12 June 2009

Gordo the Saxt...

To the political imagination, history is a straw hamper, sagging with costumes. Feather bowers form fluffy serpentine coils around the gurning masks of Greek tragedy. Military uniforms are crawled into, caps are perched at jaunty angles. Stalin’s moustache snags in the leather of a Guy Fawkes guise, and both are tumbled up in a toga as media and politicians alike rummage and rampage after apt comparisons. Various Members of Parliament specialise in this sort of thing, alluding to some obscure past crisis in their analysis of contemporary problems. They’re usually arch “parliamentarian” types, personal repositories of the nation’s occult lore, and invariably crashing bores. They can also usually expect a knighthood at the end of their long and unyielding service. Their funerals will be well-attended. They will sink in Lethe, and sonorously historicise no more.

The press are somewhat different. Theirs is generally wikipedia history, fudged to sound broadly intelligent, judicious to demonstrate the benefit of one’s higher education. In determining the dominant historical characters which our present political luvvies will play, central casting is preferred. Mr Brown has benefited from this plodding insistence on such old archetypes – Stalin, Thatcher, Major – and so on.


Alex Salmond, the Maximum Eck, did something a little more interesting by first characterising and then incessantly repeating the idea that the abolition of the graduate endowment represented restoring the principle of free education in Scotland.

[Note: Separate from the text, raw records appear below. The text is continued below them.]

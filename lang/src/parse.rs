use ariadne::{Color, Config, Label, Report, ReportKind, Source};
use chumsky::{prelude::*, span::SimpleSpan};
use tracing::debug;
use variantly::Variantly;

pub type Span = SimpleSpan;

#[derive(Clone, Debug, PartialEq, Eq, Variantly)]
pub enum Arg {
    Number(i64),
    /// Resolved to the label's byte offset at compile time
    Label(String),
}

#[derive(Clone, Debug, PartialEq, Eq)]
pub struct Call {
    pub name: String,
    pub args: Vec<(Arg, Span)>,
    pub span: Span,
}

/// A script statement
///
/// ```text
/// intro:              // label, bound to the current offset
///   instrument(2)
///   play(60); wait(8)
///   jump(intro)
/// ```
#[derive(Clone, Debug, PartialEq, Eq, Variantly)]
pub enum Stmt {
    Label(String, Span),
    Call(Call),
}

fn number<'a>() -> impl Parser<'a, &'a str, i64, extra::Err<Rich<'a, char>>> + Clone {
    let hex = just("0x")
        .ignore_then(
            any()
                .filter(|c: &char| c.is_ascii_hexdigit())
                .repeated()
                .at_least(1)
                .collect::<String>(),
        )
        .map(|digits| (digits, 16));
    let dec = any()
        .filter(|c: &char| c.is_ascii_digit())
        .repeated()
        .at_least(1)
        .collect::<String>()
        .map(|digits| (digits, 10));

    just('-')
        .or_not()
        .then(hex.or(dec))
        .try_map(|(sign, (digits, radix)), span| {
            i64::from_str_radix(&digits, radix)
                .map(|n| if sign.is_some() { -n } else { n })
                .map_err(|e| Rich::custom(span, e))
        })
}

/// `[A-Za-z_][A-Za-z0-9_]*`
fn ident<'a>() -> impl Parser<'a, &'a str, String, extra::Err<Rich<'a, char>>> + Clone {
    any()
        .filter(|c: &char| c.is_ascii_alphabetic() || *c == '_')
        .then(
            any()
                .filter(|c: &char| c.is_ascii_alphanumeric() || *c == '_')
                .repeated()
                .collect::<String>(),
        )
        .map(|(first, rest)| format!("{first}{rest}"))
}

fn parser<'a>() -> impl Parser<'a, &'a str, Vec<Stmt>, extra::Err<Rich<'a, char>>> {
    let ident = ident();

    let arg = number()
        .map(Arg::Number)
        .or(ident.clone().map(Arg::Label))
        .map_with(|arg, e| (arg, e.span()));

    let args = arg
        .padded()
        .separated_by(just(','))
        .allow_trailing()
        .collect::<Vec<_>>()
        .padded()
        .delimited_by(just('('), just(')'));

    let call = ident
        .clone()
        .then_ignore(text::whitespace())
        .then(args)
        .then_ignore(just(';').padded().or_not())
        .map_with(|(name, args), e| {
            Stmt::Call(Call {
                name,
                args,
                span: e.span(),
            })
        });

    let label = ident
        .then_ignore(just(':'))
        .map_with(|name, e| Stmt::Label(name, e.span()));

    let comment = just("//")
        .then(none_of("\n").repeated())
        .padded()
        .ignored();

    comment
        .clone()
        .repeated()
        .ignore_then(choice((label, call)).padded())
        .repeated()
        .collect::<Vec<_>>()
        .then_ignore(comment.repeated())
        .padded()
}

pub fn parse(src: &str) -> Result<Vec<Stmt>, Vec<Rich<'_, char>>> {
    let (stmts, errs) = parser().parse(src).into_output_errors();
    debug!(errors = errs.len(), "parsed script");
    if errs.is_empty() {
        Ok(stmts.unwrap_or_default())
    } else {
        Err(errs)
    }
}

/// Render a labelled report pointing into `src`
pub(crate) fn render(src: &str, span: Span, message: String, reason: String) -> String {
    let mut out = vec![];
    let _ = Report::build(ReportKind::Error, span.into_range())
        .with_config(Config::default().with_color(false))
        .with_message(message)
        .with_label(
            Label::new(span.into_range())
                .with_message(reason)
                .with_color(Color::Red),
        )
        .finish()
        .write(Source::from(src), &mut out);
    String::from_utf8_lossy(&out).into_owned()
}

pub fn render_errors(src: &str, errs: &[Rich<'_, char>]) -> String {
    errs.iter()
        .map(|e| render(src, *e.span(), e.to_string(), e.reason().to_string()))
        .collect()
}

#[cfg(test)]
mod tests {
    use super::{parse, render_errors, Arg, Stmt};

    #[test]
    fn test_parsing() {
        let stmts = parse("play(60) wait(8)").unwrap();
        assert_eq!(stmts.len(), 2);
        let call = stmts[0].clone().unwrap_call();
        assert_eq!(call.name, "play");
        assert_eq!(call.args[0].0, Arg::Number(60));
    }

    #[test]
    fn test_parsing_labels_and_comments() {
        let src = "
            // intro riff
            intro:
                instrument(0x02);
                play(-60) ; db(1, 2, 3,)
                jump(intro) // forever
        ";
        let stmts = parse(src).unwrap();
        assert_eq!(stmts.len(), 5);
        assert!(matches!(&stmts[0], Stmt::Label(name, _) if name == "intro"));

        let instrument = stmts[1].clone().unwrap_call();
        assert_eq!(instrument.args[0].0, Arg::Number(2));

        let play = stmts[2].clone().unwrap_call();
        assert_eq!(play.args[0].0, Arg::Number(-60));

        let db = stmts[3].clone().unwrap_call();
        assert_eq!(db.args.len(), 3);

        let jump = stmts[4].clone().unwrap_call();
        assert_eq!(jump.args[0].0, Arg::Label("intro".to_string()));
    }

    #[test]
    fn test_names_with_digits() {
        let stmts = parse("ticks16(300) wait16(2) a1: jump(a1) _x2: db(1)").unwrap();
        assert_eq!(stmts.len(), 6);
        assert_eq!(stmts[0].clone().unwrap_call().name, "ticks16");
        assert_eq!(stmts[1].clone().unwrap_call().name, "wait16");
        assert!(matches!(&stmts[2], Stmt::Label(name, _) if name == "a1"));
        assert_eq!(
            stmts[3].clone().unwrap_call().args[0].0,
            Arg::Label("a1".to_string())
        );
        assert!(matches!(&stmts[4], Stmt::Label(name, _) if name == "_x2"));
    }

    #[test]
    fn test_empty_argument_lists() {
        let stmts = parse("halt() section( ) playset()").unwrap();
        assert!(stmts.iter().all(|s| s.is_call()));
    }

    #[test]
    fn test_errors_are_reported() {
        let src = "play(60 wait(2)";
        let errs = parse(src).unwrap_err();
        assert!(!errs.is_empty());
        assert!(render_errors(src, &errs).contains("Error"));
    }
}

It’s a clever way of putting it, as people feel comfortable when nestled in a soothing stream of historical connectedness. Some of the daft ceremony invented around Parliamentary openings at Holyrood is similar. Insisting on the historical continuity of things like the Riding of Parliament structures the present and gives it purpose, constituting it as authentic. In respect of education policy, the grittier implication of Salmond’s styling of his argument is that it constitutes those who opposed getting rid of the endowment as being outside of their tradition, or on another analysis, somehow un-Scottish.


However, after Caroline Flint dissipated last week, I was sure that someone, somewhere would follow the frayed threads of imagination to one obvious comparator for James Gordon Brown – Jamie Saxt, James the 1st and 6th, Mr Regal Union. King Gordo Saxt liked his books as a young man, cutting a parchmenty and industrious figure with a head for abstruse theorising. In his personal life, he showed little interest in women until an appropriate wife was identified and imported.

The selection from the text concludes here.